**TO DO:**
Reproduce the listing verbatim.

**RECORD EXTRACTS:**
◇ ◇ ◇

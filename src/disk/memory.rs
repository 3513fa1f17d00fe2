//! In-memory disk manager implementation.

use std::collections::HashMap;

use parking_lot::Mutex;

use super::{DiskError, DiskManager};
use crate::page::{PageData, PageId, PAGE_SIZE};

/// In-memory disk manager for testing and development.
///
/// Pages are stored sparsely in a hash map; reading a page that was never
/// written yields zeroes, mirroring a sparse file.
pub struct MemoryDisk {
    pages: Mutex<HashMap<PageId, PageData>>,
}

impl MemoryDisk {
    /// Creates a new empty in-memory disk.
    pub fn new() -> Self {
        Self {
            pages: Mutex::new(HashMap::new()),
        }
    }

    /// Returns the number of pages that have been written at least once.
    pub fn page_count(&self) -> usize {
        self.pages.lock().len()
    }
}

impl Default for MemoryDisk {
    fn default() -> Self {
        Self::new()
    }
}

fn check_buffer_size(len: usize) -> Result<(), DiskError> {
    if len != PAGE_SIZE {
        return Err(DiskError::InvalidBufferSize {
            expected: PAGE_SIZE,
            actual: len,
        });
    }
    Ok(())
}

impl DiskManager for MemoryDisk {
    fn read_page(&self, page_id: PageId, buf: &mut [u8]) -> Result<(), DiskError> {
        check_buffer_size(buf.len())?;

        let pages = self.pages.lock();
        match pages.get(&page_id) {
            Some(page) => buf.copy_from_slice(page.as_slice()),
            None => buf.fill(0),
        }
        Ok(())
    }

    fn write_page(&self, page_id: PageId, buf: &[u8]) -> Result<(), DiskError> {
        check_buffer_size(buf.len())?;

        let mut pages = self.pages.lock();
        let page = pages.entry(page_id).or_insert_with(PageData::new);
        page.as_mut_slice().copy_from_slice(buf);
        Ok(())
    }
}
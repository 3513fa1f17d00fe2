//! Buffer pool for page caching.
//!
//! The buffer pool manager maps logical pages onto a fixed array of
//! in-memory frames, pins them on behalf of callers, and writes dirty
//! frames back through the disk scheduler before they are reused. Victim
//! frames are chosen by an LRU-K replacer.
//!
//! # Example
//!
//! ```no_run
//! use pagecache::buffer::{BufferPoolConfig, BufferPoolManager};
//! use pagecache::disk::MemoryDisk;
//!
//! let pool = BufferPoolManager::new(MemoryDisk::new(), BufferPoolConfig::default());
//!
//! // Allocate and write a new page
//! let page_id = {
//!     let mut guard = pool.new_page_guarded().unwrap();
//!     guard[0..5].copy_from_slice(b"hello");
//!     guard.page_id()
//! }; // Unpins and marks dirty
//!
//! // Read the page back
//! let guard = pool.fetch_page_read(page_id).unwrap();
//! assert_eq!(&guard[0..5], b"hello");
//! ```

mod frame;
mod guard;
mod pool;
mod replacer;

pub use frame::FrameId;
pub use guard::{PageGuard, ReadPageGuard, WritePageGuard};
pub use pool::{BufferPoolConfig, BufferPoolManager};
pub use replacer::{AccessType, LruKReplacer};
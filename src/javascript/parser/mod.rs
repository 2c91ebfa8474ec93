//! JavaScript subset parser
//!
//! Same layout as the JikiScript parser: token helpers here, statements and
//! expressions in their own `impl Parser` files.

mod expressions;
mod statements;

use super::ast::Program;
use super::lexer::{Lexer, Token};
use crate::syntax::{SourceLocation, SyntaxError};

pub fn parse(source: &str) -> Result<Program, SyntaxError> {
    Parser::new(source)?.parse_program()
}

pub struct Parser {
    pub(crate) tokens: Vec<Token>,
    pub(crate) position: usize,
}

impl Parser {
    pub fn new(source: &str) -> Result<Self, SyntaxError> {
        let tokens = Lexer::new(source).tokenize()?;
        Ok(Self {
            tokens,
            position: 0,
        })
    }

    pub fn parse_program(&mut self) -> Result<Program, SyntaxError> {
        let mut program = Program::default();
        while !self.is_at_end() {
            if self.match_token(&Token::Semicolon(self.current_location())) {
                continue;
            }
            program.statements.push(self.parse_statement(true)?);
        }
        Ok(program)
    }

    // ===== Helper methods =====

    pub(crate) fn match_token(&mut self, token: &Token) -> bool {
        if self.check(token) {
            self.advance();
            true
        } else {
            false
        }
    }

    pub(crate) fn check(&self, token: &Token) -> bool {
        std::mem::discriminant(self.peek()) == std::mem::discriminant(token)
    }

    pub(crate) fn advance(&mut self) -> &Token {
        if !self.is_at_end() {
            self.position += 1;
        }
        self.previous()
    }

    pub(crate) fn is_at_end(&self) -> bool {
        matches!(self.peek(), Token::Eof(_))
    }

    pub(crate) fn peek(&self) -> &Token {
        // the lexer always terminates the stream with Eof
        &self.tokens[self.position.min(self.tokens.len() - 1)]
    }

    pub(crate) fn peek_token(&self) -> Token {
        self.peek().clone()
    }

    pub(crate) fn previous(&self) -> &Token {
        &self.tokens[self.position.saturating_sub(1)]
    }

    pub(crate) fn previous_location(&self) -> SourceLocation {
        self.previous().location()
    }

    pub(crate) fn current_location(&self) -> SourceLocation {
        self.peek().location()
    }

    pub(crate) fn error(&self, message: impl Into<String>) -> SyntaxError {
        SyntaxError::new(message, self.current_location())
    }

    pub(crate) fn expect_token(&mut self, token: &Token, message: &str) -> Result<(), SyntaxError> {
        if self.match_token(token) {
            Ok(())
        } else {
            Err(self.error(format!("{}: found: {}", message, self.peek())))
        }
    }

    pub(crate) fn expect_identifier(&mut self, message: &str) -> Result<String, SyntaxError> {
        if let Token::Identifier(name, _) = self.peek_token() {
            self.advance();
            Ok(name)
        } else {
            Err(self.error(format!("{}: found: {}", message, self.peek())))
        }
    }

    /// Semicolons are optional; swallow one if present.
    pub(crate) fn consume_semicolon(&mut self) {
        self.match_token(&Token::Semicolon(self.current_location()));
    }
}

#[cfg(test)]
mod tests {
    use super::*;
    use crate::javascript::ast::*;

    #[test]
    fn test_parse_declarations_without_semicolons() {
        let program = parse("let x = 1\nconst y = x + 2\nconsole.log(y)").unwrap();
        assert_eq!(program.statements.len(), 3);
        assert!(matches!(
            program.statements[1],
            Statement::VariableDeclaration { kind: DeclarationKind::Const, .. }
        ));
    }

    #[test]
    fn test_parse_for_loops() {
        let program = parse("for (let i = 0; i < 3; i++) { x += i; }\nfor (const n of xs) {}").unwrap();
        assert!(matches!(program.statements[0], Statement::For { .. }));
        assert!(matches!(program.statements[1], Statement::ForOf { .. }));
    }

    #[test]
    fn test_parse_function() {
        let program = parse("function add(a, b) { return a + b; }").unwrap();
        match &program.statements[0] {
            Statement::Function(decl) => {
                assert_eq!(decl.name, "add");
                assert_eq!(decl.params.len(), 2);
            }
            other => panic!("Expected function, got {:?}", other),
        }
    }

    #[test]
    fn test_nested_function_is_rejected() {
        let err = parse("function f(a) {\n  function g() {}\n}").unwrap_err();
        assert_eq!(err.message, "NestedFunctionDeclaration: name: g");
        assert_eq!(err.location.line, 2);

        let err = parse("if (true) {\n  function g() {}\n}").unwrap_err();
        assert_eq!(err.message, "NestedFunctionDeclaration: name: g");
    }

    #[test]
    fn test_const_requires_initializer() {
        let err = parse("const x;").unwrap_err();
        assert_eq!(err.message, "MissingInitializerInConstDeclaration: name: x");
    }

    #[test]
    fn test_unclosed_block() {
        let err = parse("if (x) { log(1);").unwrap_err();
        assert_eq!(err.message, "MissingRightBraceAfterBlock: found: end of file");
    }
}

◇ ◇ ◇

**REPLY TO THE TASK:**
filename src/disk/memory.rs
repository 3513fa1f17d00fe2
//! In-memory disk manager implementation.

use std::collections::HashMap;

use parking_lot::Mutex;

use super::{DiskError, DiskManager};
use crate::page::{PageData, PageId, PAGE_SIZE};

/// In-memory disk manager for testing and development.
///
/// Pages are stored sparsely in a hash map; reading a page that was never
/// written yields zeroes, mirroring a sparse file.
pub struct MemoryDisk {
    pages: Mutex<HashMap<PageId, PageData>>,
}

impl MemoryDisk {
    /// Creates a new empty in-memory disk.
    pub fn new() -> Self {
        Self {
            pages: Mutex::new(HashMap::new()),
        }
    }

    /// Returns the number of pages that have been written at least once.
    pub fn page_count(&self) -> usize {
        self.pages.lock().len()
    }
}

impl Default for MemoryDisk {
    fn default() -> Self {
        Self::new()
    }
}

fn check_buffer_size(len: usize) -> Result<(), DiskError> {
    if len != PAGE_SIZE {
        return Err(DiskError::InvalidBufferSize {
            expected: PAGE_SIZE,
            actual: len,
        });
    }
    Ok(())
}

impl DiskManager for MemoryDisk {
    fn read_page(&self, page_id: PageId, buf: &mut [u8]) -> Result<(), DiskError> {
        check_buffer_size(buf.len())?;

        let pages = self.pages.lock();
        match pages.get(&page_id) {
            Some(page) => buf.copy_from_slice(page.as_slice()),
            None => buf.fill(0),
        }
        Ok(())
    }

    fn write_page(&self, page_id: PageId, buf: &[u8]) -> Result<(), DiskError> {
        check_buffer_size(buf.len())?;

        let mut pages = self.pages.lock();
        let page = pages.entry(page_id).or_insert_with(PageData::new);
        page.as_mut_slice().copy_from_slice(buf);
        Ok(())
    }
}
repository 3513fa1f17d00fe2
//! Buffer pool for page caching.
//!
//! The buffer pool manager maps logical pages onto a fixed array of
//! in-memory frames, pins them on behalf of callers, and writes dirty
//! frames back through the disk scheduler before they are reused. Victim
//! frames are chosen by an LRU-K replacer.
//!
//! # Example
//!
//! ```no_run
//! use pagecache::buffer::{BufferPoolConfig, BufferPoolManager};
//! use pagecache::disk::MemoryDisk;
//!
//! let pool = BufferPoolManager::new(MemoryDisk::new(), BufferPoolConfig::default());
//!
//! // Allocate and write a new page
//! let page_id = {
//!     let mut guard = pool.new_page_guarded().unwrap();
//!     guard[0..5].copy_from_slice(b"hello");
//!     guard.page_id()
//! }; // Unpins and marks dirty
//!
//! // Read the page back
//! let guard = pool.fetch_page_read(page_id).unwrap();
//! assert_eq!(&guard[0..5], b"hello");
//! ```

mod frame;
mod guard;
mod pool;
mod replacer;

pub use frame::FrameId;
pub use guard::{PageGuard, ReadPageGuard, WritePageGuard};
pub use pool::{BufferPoolConfig, BufferPoolManager};
pub use replacer::{AccessType, LruKReplacer};
filename src/javascript/parser/mod.rs
repository 2c91ebfa8474ec93
//! JavaScript subset parser
//!
//! Same layout as the JikiScript parser: token helpers here, statements and
//! expressions in their own `impl Parser` files.

mod expressions;
mod statements;

use super::ast::Program;
use super::lexer::{Lexer, Token};
use crate::syntax::{SourceLocation, SyntaxError};

pub fn parse(source: &str) -> Result<Program, SyntaxError> {
    Parser::new(source)?.parse_program()
}

pub struct Parser {
    pub(crate) tokens: Vec<Token>,
    pub(crate) position: usize,
}

impl Parser {
    pub fn new(source: &str) -> Result<Self, SyntaxError> {
        let tokens = Lexer::new(source).tokenize()?;
        Ok(Self {
            tokens,
            position: 0,
        })
    }

    pub fn parse_program(&mut self) -> Result<Program, SyntaxError> {
        let mut program = Program::default();
        while !self.is_at_end() {
            if self.match_token(&Token::Semicolon(self.current_location())) {
                continue;
            }
            program.statements.push(self.parse_statement(true)?);
        }
        Ok(program)
    }

    // ===== Helper methods =====

    pub(crate) fn match_token(&mut self, token: &Token) -> bool {
        if self.check(token) {
            self.advance();
            true
        } else {
            false
        }
    }

    pub(crate) fn check(&self, token: &Token) -> bool {
        std::mem::discriminant(self.peek()) == std::mem::discriminant(token)
    }

    pub(crate) fn advance(&mut self) -> &Token {
        if !self.is_at_end() {
            self.position += 1;
        }
        self.previous()
    }

    pub(crate) fn is_at_end(&self) -> bool {
        matches!(self.peek(), Token::Eof(_))
    }

    pub(crate) fn peek(&self) -> &Token {
        // the lexer always terminates the stream with Eof
        &self.tokens[self.position.min(self.tokens.len() - 1)]
    }

    pub(crate) fn peek_token(&self) -> Token {
        self.peek().clone()
    }

    pub(crate) fn previous(&self) -> &Token {
        &self.tokens[self.position.saturating_sub(1)]
    }

    pub(crate) fn previous_location(&self) -> SourceLocation {
        self.previous().location()
    }

    pub(crate) fn current_location(&self) -> SourceLocation {
        self.peek().location()
    }

    pub(crate) fn error(&self, message: impl Into<String>) -> SyntaxError {
        SyntaxError::new(message, self.current_location())
    }

    pub(crate) fn expect_token(&mut self, token: &Token, message: &str) -> Result<(), SyntaxError> {
        if self.match_token(token) {
            Ok(())
        } else {
            Err(self.error(format!("{}: found: {}", message, self.peek())))
        }
    }

    pub(crate) fn expect_identifier(&mut self, message: &str) -> Result<String, SyntaxError> {
        if let Token::Identifier(name, _) = self.peek_token() {
            self.advance();
            Ok(name)
        } else {
            Err(self.error(format!("{}: found: {}", message, self.peek())))
        }
    }

    /// Semicolons are optional; swallow one if present.
    pub(crate) fn consume_semicolon(&mut self) {
        self.match_token(&Token::Semicolon(self.current_location()));
    }
}

#[cfg(test)]
mod tests {
    use super::*;
    use crate::javascript::ast::*;

    #[test]
    fn test_parse_declarations_without_semicolons() {
        let program = parse("let x = 1\nconst y = x + 2\nconsole.log(y)").unwrap();
        assert_eq!(program.statements.len(), 3);
        assert!(matches!(
            program.statements[1],
            Statement::VariableDeclaration { kind: DeclarationKind::Const, .. }
        ));
    }

    #[test]
    fn test_parse_for_loops() {
        let program = parse("for (let i = 0; i < 3; i++) { x += i; }\nfor (const n of xs) {}").unwrap();
        assert!(matches!(program.statements[0], Statement::For { .. }));
        assert!(matches!(program.statements[1], Statement::ForOf { .. }));
    }

    #[test]
    fn test_parse_function() {
        let program = parse("function add(a, b) { return a + b; }").unwrap();
        match &program.statements[0] {
            Statement::Function(decl) => {
                assert_eq!(decl.name, "add");
                assert_eq!(decl.params.len(), 2);
            }
            other => panic!("Expected function, got {:?}", other),
        }
    }

    #[test]
    fn test_nested_function_is_rejected() {
        let err = parse("function f(a) {\n  function g() {}\n}").unwrap_err();
        assert_eq!(err.message, "NestedFunctionDeclaration: name: g");
        assert_eq!(err.location.line, 2);

        let err = parse("if (true) {\n  function g() {}\n}").unwrap_err();
        assert_eq!(err.message, "NestedFunctionDeclaration: name: g");
    }

    #[test]
    fn test_const_requires_initializer() {
        let err = parse("const x;").unwrap_err();
        assert_eq!(err.message, "MissingInitializerInConstDeclaration: name: x");
    }

    #[test]
    fn test_unclosed_block() {
        let err = parse("if (x) { log(1);").unwrap_err();
        assert_eq!(err.message, "MissingRightBraceAfterBlock: found: end of file");
    }
}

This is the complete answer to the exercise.